Firebase is frequently used for use cases where you need to keep frontend clients and your backend in realtime sync - for example, chat apps, and multiplayer collaboration functionality. But how (well) does it scale? That’s what we’ll investigate in this article, by looking at a chat use case. We’ll cover the following points:
A quick overview of Firebase
In a nutshell, Firebase is a Backend as a Service (BaaS) platform that helps you build, test, release, and monitor mobile and web applications. With Firebase, you immediately get many useful features out of the box, some of which are listed below:
Realtime database. At its core, Firebase is a cloud service that allows you to store data related to your application and service. Firebase offers two different non-relational database options: the Firebase Realtime Database, and Cloud Firestore.
Cloud and in-app messaging. Both Firebase Realtime Database and Cloud Firestore can push realtime updates to client devices following any changes to the database. There’s also Firebase Cloud Messaging, a service that allows you to send cross-platform push notifications and notification messages.

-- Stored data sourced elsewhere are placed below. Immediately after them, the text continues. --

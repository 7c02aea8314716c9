//! Evaluation use case: score the accuracy of every forecast for a gameweek
//! once its outcomes are in.
//!
//! Re-running an evaluation is safe. Scorable forecasts get the same
//! accuracy again, and forecasts that are no longer scorable (for example
//! after a strategy re-run pushed them out of the top slots) have any old
//! accuracy cleared.

use std::collections::{BTreeMap, HashSet};
use std::sync::Arc;

use rayon::prelude::*;
use serde::Serialize;
use tracing::{info, warn};

use crate::application::accuracy::evaluator::evaluate_accuracy;
use crate::application::accuracy::scorable::select_scorable;
use crate::domain::entities::forecast::RankedForecast;
use crate::domain::error::DomainError;
use crate::domain::ports::forecast_repository::{ForecastFilter, ForecastRepository};
use crate::domain::ports::performance_repository::PerformanceRepository;
use crate::domain::values::forecast_source::ForecastSource;
use crate::domain::values::ids::{ForecastId, PeriodId};
use crate::domain::values::scorable_rules::ScorableRules;

#[derive(Debug, Serialize)]
pub struct EvaluationReport {
    pub period: PeriodId,
    pub forecasts: usize,
    pub scorable: usize,
    /// Scorable forecasts that received an accuracy value.
    pub evaluated: usize,
    /// Scorable forecasts whose player has no recorded outcome.
    pub unknown: usize,
    /// Non-scorable forecasts that had a stale accuracy removed.
    pub cleared: usize,
}

#[derive(Debug, Clone, Serialize)]
pub struct LeaderboardEntry {
    pub source: ForecastSource,
    pub evaluated: usize,
    pub mean_accuracy: f64,
}

pub struct EvaluationUseCase {
    performance_repo: Arc<dyn PerformanceRepository>,
    forecast_repo: Arc<dyn ForecastRepository>,
    rules: ScorableRules,
}

impl EvaluationUseCase {
    pub fn new(
        performance_repo: Arc<dyn PerformanceRepository>,
        forecast_repo: Arc<dyn ForecastRepository>,
        rules: ScorableRules,
    ) -> Self {
        Self {
            performance_repo,
            forecast_repo,
            rules,
        }
    }

    pub fn execute(&self, period: PeriodId) -> Result<EvaluationReport, DomainError> {
        let forecasts = self.forecast_repo.list(&ForecastFilter {
            period: Some(period),
            ..Default::default()
        })?;
        let outcomes = self.performance_repo.outcomes(period)?;
        if outcomes.is_empty() {
            warn!(period, "No outcomes recorded; every scorable forecast stays unknown");
        }

        let scorable_ids = select_scorable(&forecasts, period, &self.rules);
        let scorable: Vec<&RankedForecast> = forecasts
            .iter()
            .filter(|f| scorable_ids.contains(&f.id))
            .collect();
        // Only scorable picks exclude peers from each other's pools.
        let peers: Vec<RankedForecast> = scorable.iter().map(|f| (*f).clone()).collect();

        let results: Vec<(ForecastId, Option<f64>)> = scorable
            .par_iter()
            .map(|f| (f.id.clone(), evaluate_accuracy(f, &peers, &outcomes)))
            .collect();

        let mut updates: Vec<(ForecastId, Option<f64>)> = Vec::new();
        let mut unknown = 0usize;
        for (id, accuracy) in results {
            match accuracy {
                Some(value) => updates.push((id, Some(value))),
                None => unknown += 1,
            }
        }
        let evaluated = updates.len();

        let mut cleared = 0usize;
        for f in &forecasts {
            if !scorable_ids.contains(&f.id) && f.accuracy.is_some() {
                updates.push((f.id.clone(), None));
                cleared += 1;
            }
        }

        self.forecast_repo.set_accuracies(&updates)?;

        info!(
            period,
            forecasts = forecasts.len(),
            scorable = scorable_ids.len(),
            evaluated,
            unknown,
            cleared,
            "Evaluation complete"
        );

        Ok(EvaluationReport {
            period,
            forecasts: forecasts.len(),
            scorable: scorable_ids.len(),
            evaluated,
            unknown,
            cleared,
        })
    }

    /// Mean accuracy per source over its evaluated forecasts, best first.
    pub fn leaderboard(&self, period: PeriodId) -> Result<Vec<LeaderboardEntry>, DomainError> {
        let forecasts = self.forecast_repo.list(&ForecastFilter {
            period: Some(period),
            ..Default::default()
        })?;

        let mut totals: BTreeMap<ForecastSource, (usize, f64)> = BTreeMap::new();
        for f in &forecasts {
            if let Some(accuracy) = f.accuracy {
                let entry = totals.entry(f.source.clone()).or_insert((0, 0.0));
                entry.0 += 1;
                entry.1 += accuracy;
            }
        }

        let mut board: Vec<LeaderboardEntry> = totals
            .into_iter()
            .map(|(source, (count, sum))| LeaderboardEntry {
                source,
                evaluated: count,
                mean_accuracy: sum / count as f64,
            })
            .collect();
        board.sort_by(|a, b| {
            b.mean_accuracy
                .total_cmp(&a.mean_accuracy)
                .then_with(|| a.source.cmp(&b.source))
        });
        Ok(board)
    }

    /// Ids of the forecasts for `period` that count towards accuracy.
    pub fn scorable(&self, period: PeriodId) -> Result<HashSet<ForecastId>, DomainError> {
        let forecasts = self.forecast_repo.list(&ForecastFilter {
            period: Some(period),
            ..Default::default()
        })?;
        Ok(select_scorable(&forecasts, period, &self.rules))
    }
}
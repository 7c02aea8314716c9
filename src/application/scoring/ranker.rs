//! Position rankings.
//!
//! [`Ranker`] borrows a [`PlayerScorer`] and orders players by score. Ties
//! are broken by ascending competitor id so that identical inputs always
//! produce identical rankings.

use std::cmp::Ordering;

use rayon::prelude::*;
use serde::Serialize;

use crate::application::scoring::player_scorer::PlayerScorer;
use crate::domain::snapshot::Snapshot;
use crate::domain::values::ids::{CompetitorId, PeriodId};
use crate::domain::values::position::Position;
use crate::domain::values::strategy_config::StrategyConfig;

#[derive(Debug, Clone, PartialEq, Serialize)]
pub struct RankedCandidate {
    pub competitor_id: CompetitorId,
    pub score: f64,
    /// 1-based position in the sorted order. Unique within a ranking.
    pub rank: u32,
}

#[derive(Debug, Clone, Serialize)]
pub struct PositionRanking {
    pub position: Position,
    pub candidates: Vec<RankedCandidate>,
}

pub struct Ranker<'s> {
    scorer: &'s PlayerScorer<'s>,
}

impl<'s> Ranker<'s> {
    pub fn new(scorer: &'s PlayerScorer<'s>) -> Self {
        Self { scorer }
    }

    pub fn rank(
        &self,
        competitors: &[CompetitorId],
        config: &StrategyConfig,
        target: PeriodId,
    ) -> Vec<RankedCandidate> {
        let mut scored: Vec<(CompetitorId, f64)> = competitors
            .iter()
            .map(|&id| (id, self.scorer.score(id, config, target)))
            .collect();
        scored.sort_by(|a, b| compare_scored(*a, *b));

        scored
            .into_iter()
            .enumerate()
            .map(|(i, (competitor_id, score))| RankedCandidate {
                competitor_id,
                score,
                rank: i as u32 + 1,
            })
            .collect()
    }

    /// Rank every player of one position in the snapshot.
    pub fn rank_position(
        &self,
        snapshot: &Snapshot,
        position: Position,
        config: &StrategyConfig,
        target: PeriodId,
    ) -> PositionRanking {
        let competitors = snapshot.competitors_in(position);
        PositionRanking {
            position,
            candidates: self.rank(&competitors, config, target),
        }
    }

    /// Rank each position independently, in parallel. Output follows the
    /// order of `positions`.
    pub fn rank_positions(
        &self,
        snapshot: &Snapshot,
        positions: &[Position],
        config: &StrategyConfig,
        target: PeriodId,
    ) -> Vec<PositionRanking> {
        positions
            .par_iter()
            .map(|&position| self.rank_position(snapshot, position, config, target))
            .collect()
    }
}

/// Score descending, then competitor id ascending.
fn compare_scored(a: (CompetitorId, f64), b: (CompetitorId, f64)) -> Ordering {
    b.1.total_cmp(&a.1).then_with(|| a.0.cmp(&b.0))
}

#[cfg(test)]
mod tests {
    use super::*;
    use crate::domain::entities::competitor::Competitor;
    use crate::domain::entities::samples::StatisticSample;
    use crate::domain::values::metric::Metric;
    use crate::domain::values::recency::Recency;
    use crate::domain::values::strategy_config::PerformanceTerm;

    fn add_series(snap: &mut Snapshot, id: CompetitorId, position: Position, values: &[f64]) {
        snap.add_competitor(Competitor {
            id,
            name: format!("P{id}"),
            team: 1,
            position,
        });
        for (i, v) in values.iter().enumerate() {
            snap.add_statistic(&StatisticSample {
                competitor_id: id,
                period_id: i as PeriodId + 1,
                metric: Metric::Points,
                value: *v,
            });
        }
    }

    fn config(recency: Recency) -> StrategyConfig {
        StrategyConfig {
            performance: vec![PerformanceTerm {
                metric: Metric::Points,
                weight: 1.0,
                lookback: 3,
                recency,
                min_availability: None,
            }],
            ..Default::default()
        }
    }

    #[test]
    fn test_ranks_descending_by_score() {
        let mut snap = Snapshot::new();
        add_series(&mut snap, 3, Position::Mid, &[2.0, 3.0, 4.0]);
        add_series(&mut snap, 1, Position::Mid, &[10.0, 12.0, 8.0]);
        add_series(&mut snap, 2, Position::Mid, &[6.0, 7.0, 9.0]);
        let scorer = PlayerScorer::new(&snap);
        let ranked = Ranker::new(&scorer).rank(&[3, 1, 2], &config(Recency::None), 4);
        let order: Vec<_> = ranked.iter().map(|c| (c.competitor_id, c.rank)).collect();
        assert_eq!(order, vec![(1, 1), (2, 2), (3, 3)]);
    }

    #[test]
    fn test_ties_broken_by_competitor_id() {
        let mut snap = Snapshot::new();
        add_series(&mut snap, 9, Position::Def, &[5.0]);
        add_series(&mut snap, 4, Position::Def, &[5.0]);
        add_series(&mut snap, 7, Position::Def, &[5.0]);
        let scorer = PlayerScorer::new(&snap);
        let ranker = Ranker::new(&scorer);
        let a = ranker.rank(&[9, 4, 7], &config(Recency::None), 2);
        let b = ranker.rank(&[7, 9, 4], &config(Recency::None), 2);
        let ids: Vec<_> = a.iter().map(|c| c.competitor_id).collect();
        assert_eq!(ids, vec![4, 7, 9]);
        assert_eq!(a, b);
        assert_eq!(a.iter().map(|c| c.rank).collect::<Vec<_>>(), vec![1, 2, 3]);
    }

    #[test]
    fn test_rank_positions_keeps_positions_apart() {
        let mut snap = Snapshot::new();
        add_series(&mut snap, 1, Position::Gkp, &[3.0]);
        add_series(&mut snap, 2, Position::Fwd, &[8.0]);
        add_series(&mut snap, 3, Position::Fwd, &[9.0]);
        let scorer = PlayerScorer::new(&snap);
        let rankings = Ranker::new(&scorer).rank_positions(
            &snap,
            &[Position::Gkp, Position::Fwd],
            &config(Recency::None),
            2,
        );
        assert_eq!(rankings[0].position, Position::Gkp);
        assert_eq!(rankings[0].candidates.len(), 1);
        assert_eq!(rankings[0].candidates[0].rank, 1);
        assert_eq!(rankings[1].candidates[0].competitor_id, 3);
        assert_eq!(rankings[1].candidates[1].rank, 2);
    }

    #[test]
    fn test_improving_player_gains_under_exponential() {
        // Same total, opposite trends.
        let mut snap = Snapshot::new();
        add_series(&mut snap, 1, Position::Mid, &[2.0, 6.0, 10.0]);
        add_series(&mut snap, 2, Position::Mid, &[10.0, 6.0, 2.0]);
        let scorer = PlayerScorer::new(&snap);
        let gap = |recency| {
            let c = config(recency);
            scorer.score(1, &c, 4) - scorer.score(2, &c, 4)
        };
        assert_eq!(gap(Recency::None), 0.0);
        assert!(gap(Recency::Linear) > 0.0);
        assert!(gap(Recency::Exponential) > gap(Recency::Linear));

        let ranked = Ranker::new(&scorer).rank(&[1, 2], &config(Recency::Exponential), 4);
        assert_eq!(ranked[0].competitor_id, 1);
    }

    #[test]
    fn test_raising_a_value_never_drops_rank() {
        let base = [[4.0, 5.0, 6.0], [5.0, 5.0, 5.0], [7.0, 1.0, 6.0]];
        let mut last_rank = u32::MAX;
        for bump in [0.0, 1.0, 2.5, 4.0, 10.0] {
            let mut snap = Snapshot::new();
            for (i, values) in base.iter().enumerate() {
                let mut values = *values;
                if i == 0 {
                    values[1] += bump;
                }
                add_series(&mut snap, i as CompetitorId + 1, Position::Mid, &values);
            }
            let scorer = PlayerScorer::new(&snap);
            let ranked = Ranker::new(&scorer).rank(&[1, 2, 3], &config(Recency::None), 4);
            let rank = ranked.iter().find(|c| c.competitor_id == 1).unwrap().rank;
            assert!(rank <= last_rank);
            last_rank = rank;
        }
        assert_eq!(last_rank, 1);
    }
}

Authentication: Firebase’s authentication service is a natural extension to its database offering, allowing you to securely store user information.
Hosting. Firebase provides secure hosting on Google Cloud.
Integrations. Given that Firebase is powered by Google, this naturally extends its functionality via integrations with services such as Google Pub/Sub, Google Cloud Functions, and Google Analytics.
App analytics. Firebase comes with a useful dashboard for visualizing your app’s activity.
Firebase Realtime Database vs. Cloud Firestore: What are the differences?
Firebase offers two cloud-based, NoSQL database solutions that support realtime data syncing:
The Realtime Database is Firebase's original database. It's a low-latency solution for mobile apps that require synced states across clients in realtime.
Cloud Firestore is Firebase's newest database for mobile app development. It builds on the successes of the Firebase Realtime Database with a new, more intuitive data model. Cloud Firestore also features richer, faster queries, and scales further than the Realtime Database.
Both databases offer:
Client SDKs, with no servers to manage.
Realtime updates over WebSockets.
And here are some of their key differences:
The Realtime Database stores data as one large JSON tree, while Cloud Firestore stores data as collections of documents.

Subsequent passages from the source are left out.